The bells are not the only issue, unfortunately. The house sits right on a very busy road, and so on top of the bells there is the added sound of cars, trucks and motorcycles rolling by day and night. The windows have pretty good sound proofing, but not enough to block it out completely, and with the beautiful view, it is a shame to not be able to enjoy the lake with the windows open.
Needless to say, it is not particularly peaceful. The street we lived on in Brooklyn was quieter than this, to give you some idea. In fact the car noise is not far off an NYC street, though without all the sirens.
There is a reason that the owners of this house ask for the money up front in cash! And it’s a real shame because the apartment is lovely and the view of the lake is extraordinary. It’s just a bit trickier to enjoy it than we would have liked. And when you’re so tired because you haven’t slept because of the street noise and the bells, it’s harder still.
I thought the bells in Alsace were bad; those at least stopped from midnight until, I think, 8 or 9 am. What I wouldn’t give for those bells now!
OK, enough complaining!!
On our first full day here, we walked over to Villa del Balbianello. For those of you who saw Casino Royale, the beautiful grounds of this villa were used as the site of James Bond’s (Daniel Craig) recovery after having his goolies smashed in by the evil Le Chiffre.
For those of you who saw that movie, I imagine you will agree with me that that scene was one of the most preposterous in Bond history. I mean, I know I’m not a man, but I was under the impression that if a guy got whacked very hard repeatedly in the old beanbags with a baseball-sized knot of rope, that man would, I don’t know….die.

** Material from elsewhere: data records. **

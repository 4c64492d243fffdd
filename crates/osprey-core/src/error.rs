//! Error types for class registration and override resolution.
//!
//! ## Error Hierarchy
//!
//! ```text
//! OspreyError (top-level wrapper)
//! ├── RegistrationError - invalid or duplicate class declarations
//! ├── ResolutionError   - per-class override resolution and scope queries
//! └── CompilationError  - pass-level failures (ordering, lookups, wrapped resolution errors)
//! ```
//!
//! Each phase-specific type can be handled on its own, or converted to
//! [`OspreyError`] with `?`.

use std::sync::Arc;

use thiserror::Error;

use crate::Member;

// ============================================================================
// Registration Errors
// ============================================================================

/// Errors raised while registering class declarations.
#[derive(Debug, Clone, PartialEq, Error)]
pub enum RegistrationError {
    /// A class with this name is already registered.
    #[error("duplicate type: {0}")]
    DuplicateType(String),

    /// A referenced class is not registered.
    #[error("type not found: {0}")]
    TypeNotFound(String),

    /// Two declared members share name, kind and parameter types.
    #[error("class '{class}' declares '{member}' more than once")]
    DuplicateMember {
        /// The declaring class.
        class: String,
        /// The repeated member.
        member: String,
    },

    /// A declared member names a different owning class.
    #[error("class '{class}' lists member '{member}' owned by another class")]
    ForeignMember {
        /// The declaring class.
        class: String,
        /// The misplaced member.
        member: String,
    },

    /// The declaration is invalid.
    #[error("invalid declaration: {0}")]
    InvalidDeclaration(String),
}

// ============================================================================
// Resolution Errors
// ============================================================================

/// Errors raised while resolving one class's effective member set, or while
/// querying a synthesized member scope.
#[derive(Debug, Clone, PartialEq, Error)]
pub enum ResolutionError {
    /// A supertype's own effective member set is missing or failed.
    #[error("class '{class}' cannot be resolved: supertype '{supertype}' is unresolved")]
    UnresolvedSupertype {
        /// The class being resolved.
        class: String,
        /// The supertype whose member set is unavailable.
        supertype: String,
    },

    /// Two inherited members share a name, are not overridden by the class,
    /// and cannot be reconciled.
    ///
    /// `first` is always inherited. `second` is inherited too, except when
    /// it is a declared member of the class that clashes with `first`
    /// without overriding it.
    #[error("class '{class}' inherits conflicting members '{first}' and '{second}'")]
    OverrideConflict {
        /// The class being resolved.
        class: String,
        /// The shared member name.
        name: String,
        /// First contributing member.
        first: Arc<Member>,
        /// Second contributing member.
        second: Arc<Member>,
    },

    /// The query is not supported by a synthesized member scope.
    #[error("{operation} is not implemented for the synthetic scope of '{scope}'")]
    UnsupportedOperation {
        /// The rejected query.
        operation: &'static str,
        /// The class whose scope was queried.
        scope: String,
    },
}

impl ResolutionError {
    /// Name of the class this error was raised for.
    pub fn class_name(&self) -> &str {
        match self {
            ResolutionError::UnresolvedSupertype { class, .. } => class,
            ResolutionError::OverrideConflict { class, .. } => class,
            ResolutionError::UnsupportedOperation { scope, .. } => scope,
        }
    }

    /// Check if this is an override conflict.
    pub fn is_conflict(&self) -> bool {
        matches!(self, ResolutionError::OverrideConflict { .. })
    }
}

// ============================================================================
// Compilation Errors
// ============================================================================

/// Errors reported by compiler passes.
#[derive(Debug, Clone, PartialEq, Error)]
pub enum CompilationError {
    /// The supertype graph contains a cycle through this class.
    #[error("circular inheritance for '{name}'")]
    CircularInheritance {
        /// A class on the cycle.
        name: String,
    },

    /// A class scheduled for resolution is not registered.
    #[error("unknown type '{name}'")]
    UnknownType {
        /// The missing class.
        name: String,
    },

    /// Override resolution failed for a class.
    #[error(transparent)]
    Resolution(#[from] ResolutionError),

    /// Storing a pass result in the registry failed.
    #[error(transparent)]
    Registration(#[from] RegistrationError),
}

// ============================================================================
// Top-level Error
// ============================================================================

/// Unified error type.
#[derive(Debug, Clone, PartialEq, Error)]
pub enum OspreyError {
    /// A registration error.
    #[error(transparent)]
    Registration(#[from] RegistrationError),

    /// A resolution error.
    #[error(transparent)]
    Resolution(#[from] ResolutionError),

    /// A compilation error.
    #[error(transparent)]
    Compilation(#[from] CompilationError),
}

impl OspreyError {
    /// Check if this is a registration error.
    pub fn is_registration(&self) -> bool {
        matches!(self, OspreyError::Registration(_))
    }

    /// Check if this is a resolution error.
    pub fn is_resolution(&self) -> bool {
        matches!(self, OspreyError::Resolution(_))
    }

    /// Check if this is a compilation error.
    pub fn is_compilation(&self) -> bool {
        matches!(self, OspreyError::Compilation(_))
    }
}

Or at least pass out. Or vomit. Or both. Simultaneously. But not our James Bond. Nooooo. What does he do? He yells a bit, and then he laughs, and asks the man to do it again, because he has an itch.
Then, a few days later, he has sex. Repeatedly. Because it takes more than broken balls to keep James Bond from getting’ his groove on. I only wish they had shown Vesper's face when she got a look at Bond's manhood surrounded by eggplant-sized testicles, because, I'm sorry, those babies would swell.
Rain for the next few days, so I imagine things will be quiet: lots of sitting in cafes reading, or doing laundry, or watching Casino Royale on my computer.
Back soon, hopefully, with wine!!!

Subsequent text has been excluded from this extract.